What you need to do
Check every line below for the word "impl" and give only the number of lines where it appears.
══════
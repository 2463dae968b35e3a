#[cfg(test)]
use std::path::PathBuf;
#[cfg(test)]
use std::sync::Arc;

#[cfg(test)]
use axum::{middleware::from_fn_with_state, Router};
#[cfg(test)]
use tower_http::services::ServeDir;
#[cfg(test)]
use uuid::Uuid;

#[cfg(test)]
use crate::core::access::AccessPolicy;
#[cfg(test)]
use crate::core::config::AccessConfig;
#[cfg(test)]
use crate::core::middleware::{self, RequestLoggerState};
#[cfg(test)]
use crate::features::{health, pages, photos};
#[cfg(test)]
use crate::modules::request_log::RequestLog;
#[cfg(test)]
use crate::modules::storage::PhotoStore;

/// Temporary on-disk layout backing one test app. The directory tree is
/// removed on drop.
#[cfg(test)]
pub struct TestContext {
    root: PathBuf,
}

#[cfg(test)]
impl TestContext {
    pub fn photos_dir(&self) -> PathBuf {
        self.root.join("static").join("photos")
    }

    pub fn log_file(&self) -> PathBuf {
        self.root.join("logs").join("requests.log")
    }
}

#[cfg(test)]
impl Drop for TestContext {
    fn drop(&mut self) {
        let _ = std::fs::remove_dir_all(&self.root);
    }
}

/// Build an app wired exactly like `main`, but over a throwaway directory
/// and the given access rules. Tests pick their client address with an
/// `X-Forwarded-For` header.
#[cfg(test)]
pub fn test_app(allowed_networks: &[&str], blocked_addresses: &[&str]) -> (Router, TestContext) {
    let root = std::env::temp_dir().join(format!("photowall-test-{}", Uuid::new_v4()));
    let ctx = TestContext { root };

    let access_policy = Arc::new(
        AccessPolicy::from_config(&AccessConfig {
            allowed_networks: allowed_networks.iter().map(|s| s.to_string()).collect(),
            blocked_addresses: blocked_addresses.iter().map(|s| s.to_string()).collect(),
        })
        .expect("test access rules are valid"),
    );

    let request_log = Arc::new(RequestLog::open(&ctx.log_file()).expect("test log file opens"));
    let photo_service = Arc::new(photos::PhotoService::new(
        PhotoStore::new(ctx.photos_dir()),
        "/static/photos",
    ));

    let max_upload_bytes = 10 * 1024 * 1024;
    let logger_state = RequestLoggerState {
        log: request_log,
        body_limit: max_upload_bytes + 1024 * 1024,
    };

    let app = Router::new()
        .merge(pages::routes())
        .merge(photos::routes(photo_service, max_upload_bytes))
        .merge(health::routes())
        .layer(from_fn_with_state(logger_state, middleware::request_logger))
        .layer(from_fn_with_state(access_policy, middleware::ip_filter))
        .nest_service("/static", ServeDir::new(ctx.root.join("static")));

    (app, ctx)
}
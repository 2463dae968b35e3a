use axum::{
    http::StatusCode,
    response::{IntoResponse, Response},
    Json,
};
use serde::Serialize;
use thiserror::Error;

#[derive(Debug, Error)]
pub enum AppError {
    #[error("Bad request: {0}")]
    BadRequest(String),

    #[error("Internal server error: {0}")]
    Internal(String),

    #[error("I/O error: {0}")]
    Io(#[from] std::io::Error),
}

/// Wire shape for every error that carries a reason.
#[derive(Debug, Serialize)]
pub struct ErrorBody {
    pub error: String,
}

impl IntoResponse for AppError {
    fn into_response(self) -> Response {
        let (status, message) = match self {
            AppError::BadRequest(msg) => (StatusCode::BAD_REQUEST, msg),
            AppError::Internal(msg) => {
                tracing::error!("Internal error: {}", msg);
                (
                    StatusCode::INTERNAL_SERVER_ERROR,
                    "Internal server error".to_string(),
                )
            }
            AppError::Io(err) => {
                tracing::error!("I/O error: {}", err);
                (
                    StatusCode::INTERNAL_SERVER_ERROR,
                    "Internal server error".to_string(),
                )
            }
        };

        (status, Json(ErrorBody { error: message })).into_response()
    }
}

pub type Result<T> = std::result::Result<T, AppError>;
══════
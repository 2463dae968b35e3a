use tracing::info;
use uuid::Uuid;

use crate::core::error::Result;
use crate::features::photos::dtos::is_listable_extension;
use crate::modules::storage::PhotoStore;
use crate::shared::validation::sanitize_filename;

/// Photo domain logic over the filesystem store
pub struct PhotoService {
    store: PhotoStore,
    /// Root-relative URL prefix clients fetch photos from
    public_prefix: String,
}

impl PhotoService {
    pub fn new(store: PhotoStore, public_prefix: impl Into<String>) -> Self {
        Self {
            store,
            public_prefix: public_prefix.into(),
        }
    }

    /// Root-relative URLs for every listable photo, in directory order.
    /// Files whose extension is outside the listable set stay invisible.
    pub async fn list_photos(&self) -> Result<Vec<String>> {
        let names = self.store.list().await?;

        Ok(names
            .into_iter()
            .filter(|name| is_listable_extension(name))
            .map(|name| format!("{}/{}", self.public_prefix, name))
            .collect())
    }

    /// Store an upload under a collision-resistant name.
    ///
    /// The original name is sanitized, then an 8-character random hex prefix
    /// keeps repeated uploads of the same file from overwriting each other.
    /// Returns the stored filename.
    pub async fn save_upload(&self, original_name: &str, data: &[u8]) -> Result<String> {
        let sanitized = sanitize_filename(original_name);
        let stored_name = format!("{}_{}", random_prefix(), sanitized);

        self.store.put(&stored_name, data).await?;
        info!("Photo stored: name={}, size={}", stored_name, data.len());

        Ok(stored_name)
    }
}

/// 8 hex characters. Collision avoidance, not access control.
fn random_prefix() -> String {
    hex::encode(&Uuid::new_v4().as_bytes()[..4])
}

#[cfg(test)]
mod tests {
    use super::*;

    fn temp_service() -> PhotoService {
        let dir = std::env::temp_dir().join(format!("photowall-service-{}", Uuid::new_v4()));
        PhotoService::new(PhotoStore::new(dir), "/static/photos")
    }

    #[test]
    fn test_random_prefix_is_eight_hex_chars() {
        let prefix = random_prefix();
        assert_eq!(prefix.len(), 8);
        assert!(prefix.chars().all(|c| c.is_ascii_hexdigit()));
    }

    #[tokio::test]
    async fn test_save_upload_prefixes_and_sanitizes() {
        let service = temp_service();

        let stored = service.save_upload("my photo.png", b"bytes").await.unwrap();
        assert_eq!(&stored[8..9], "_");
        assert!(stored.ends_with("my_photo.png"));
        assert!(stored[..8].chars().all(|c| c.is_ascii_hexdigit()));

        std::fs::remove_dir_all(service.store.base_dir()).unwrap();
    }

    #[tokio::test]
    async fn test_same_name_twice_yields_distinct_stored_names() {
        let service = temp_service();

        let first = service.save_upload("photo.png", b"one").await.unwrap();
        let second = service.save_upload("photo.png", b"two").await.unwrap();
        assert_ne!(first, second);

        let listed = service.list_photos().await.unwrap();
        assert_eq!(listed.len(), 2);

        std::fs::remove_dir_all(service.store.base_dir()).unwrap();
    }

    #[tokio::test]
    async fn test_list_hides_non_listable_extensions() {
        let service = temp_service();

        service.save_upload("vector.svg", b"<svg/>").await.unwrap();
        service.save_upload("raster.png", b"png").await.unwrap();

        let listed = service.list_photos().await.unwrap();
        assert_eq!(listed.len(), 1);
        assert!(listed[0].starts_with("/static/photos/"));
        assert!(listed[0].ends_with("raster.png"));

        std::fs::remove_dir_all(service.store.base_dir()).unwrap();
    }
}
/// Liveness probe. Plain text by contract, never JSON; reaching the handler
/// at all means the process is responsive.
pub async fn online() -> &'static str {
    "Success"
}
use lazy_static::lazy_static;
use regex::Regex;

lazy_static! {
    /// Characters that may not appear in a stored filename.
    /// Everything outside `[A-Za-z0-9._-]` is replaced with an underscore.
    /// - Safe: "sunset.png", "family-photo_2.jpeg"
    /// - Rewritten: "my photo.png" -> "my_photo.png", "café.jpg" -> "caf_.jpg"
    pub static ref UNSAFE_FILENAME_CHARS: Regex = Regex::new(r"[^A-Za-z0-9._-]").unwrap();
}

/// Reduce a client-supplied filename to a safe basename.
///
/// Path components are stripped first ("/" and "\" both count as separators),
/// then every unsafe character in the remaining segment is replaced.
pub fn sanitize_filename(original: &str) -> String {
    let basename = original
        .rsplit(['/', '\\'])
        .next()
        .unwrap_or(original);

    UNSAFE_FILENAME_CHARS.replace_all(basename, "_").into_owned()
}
══════
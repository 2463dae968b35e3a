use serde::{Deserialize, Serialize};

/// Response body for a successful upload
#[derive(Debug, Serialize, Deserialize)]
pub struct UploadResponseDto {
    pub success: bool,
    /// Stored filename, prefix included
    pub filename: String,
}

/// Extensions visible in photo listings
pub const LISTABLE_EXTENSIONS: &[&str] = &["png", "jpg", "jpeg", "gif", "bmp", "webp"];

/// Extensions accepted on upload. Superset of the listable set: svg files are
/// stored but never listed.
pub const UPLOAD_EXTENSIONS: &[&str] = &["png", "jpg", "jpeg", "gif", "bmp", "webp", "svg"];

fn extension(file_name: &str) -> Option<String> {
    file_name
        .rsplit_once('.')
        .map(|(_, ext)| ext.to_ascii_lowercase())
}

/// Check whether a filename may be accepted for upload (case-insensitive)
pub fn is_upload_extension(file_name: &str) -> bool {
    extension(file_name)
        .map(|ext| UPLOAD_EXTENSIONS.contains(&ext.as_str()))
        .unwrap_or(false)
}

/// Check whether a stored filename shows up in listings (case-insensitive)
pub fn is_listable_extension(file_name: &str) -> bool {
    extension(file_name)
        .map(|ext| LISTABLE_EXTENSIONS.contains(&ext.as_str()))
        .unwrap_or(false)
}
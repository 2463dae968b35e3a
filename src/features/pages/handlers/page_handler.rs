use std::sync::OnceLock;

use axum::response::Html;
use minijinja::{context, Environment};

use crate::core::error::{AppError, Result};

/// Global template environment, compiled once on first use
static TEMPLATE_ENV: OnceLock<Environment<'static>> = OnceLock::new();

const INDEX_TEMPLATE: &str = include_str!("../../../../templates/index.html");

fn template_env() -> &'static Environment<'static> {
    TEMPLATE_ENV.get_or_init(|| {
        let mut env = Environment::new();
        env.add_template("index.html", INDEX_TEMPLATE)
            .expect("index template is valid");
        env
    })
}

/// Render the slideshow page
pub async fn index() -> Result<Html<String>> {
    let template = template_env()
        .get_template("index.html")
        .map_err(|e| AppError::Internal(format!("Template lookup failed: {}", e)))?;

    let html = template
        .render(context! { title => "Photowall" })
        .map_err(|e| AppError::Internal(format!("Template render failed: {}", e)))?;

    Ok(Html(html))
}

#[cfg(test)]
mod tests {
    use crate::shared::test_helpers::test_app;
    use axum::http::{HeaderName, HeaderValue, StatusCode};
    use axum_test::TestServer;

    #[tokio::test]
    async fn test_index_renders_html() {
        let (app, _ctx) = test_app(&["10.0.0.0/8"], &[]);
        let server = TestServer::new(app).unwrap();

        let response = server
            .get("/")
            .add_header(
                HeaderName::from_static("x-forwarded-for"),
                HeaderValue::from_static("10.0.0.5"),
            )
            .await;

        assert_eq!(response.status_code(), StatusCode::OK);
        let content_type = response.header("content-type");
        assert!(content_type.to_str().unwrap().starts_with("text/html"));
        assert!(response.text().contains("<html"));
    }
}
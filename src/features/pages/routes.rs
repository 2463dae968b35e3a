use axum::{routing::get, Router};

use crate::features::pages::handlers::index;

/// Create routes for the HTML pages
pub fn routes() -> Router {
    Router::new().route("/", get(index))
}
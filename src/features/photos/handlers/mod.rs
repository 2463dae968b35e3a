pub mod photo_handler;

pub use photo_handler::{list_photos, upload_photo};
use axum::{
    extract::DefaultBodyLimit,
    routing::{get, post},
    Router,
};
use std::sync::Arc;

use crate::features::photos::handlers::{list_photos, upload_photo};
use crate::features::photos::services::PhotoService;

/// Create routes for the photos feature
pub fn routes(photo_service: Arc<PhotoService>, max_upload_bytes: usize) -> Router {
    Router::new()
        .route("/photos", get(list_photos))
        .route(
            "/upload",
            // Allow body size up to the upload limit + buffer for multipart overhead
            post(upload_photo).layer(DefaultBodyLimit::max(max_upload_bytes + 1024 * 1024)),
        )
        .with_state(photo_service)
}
══════
Answer to the exercise
5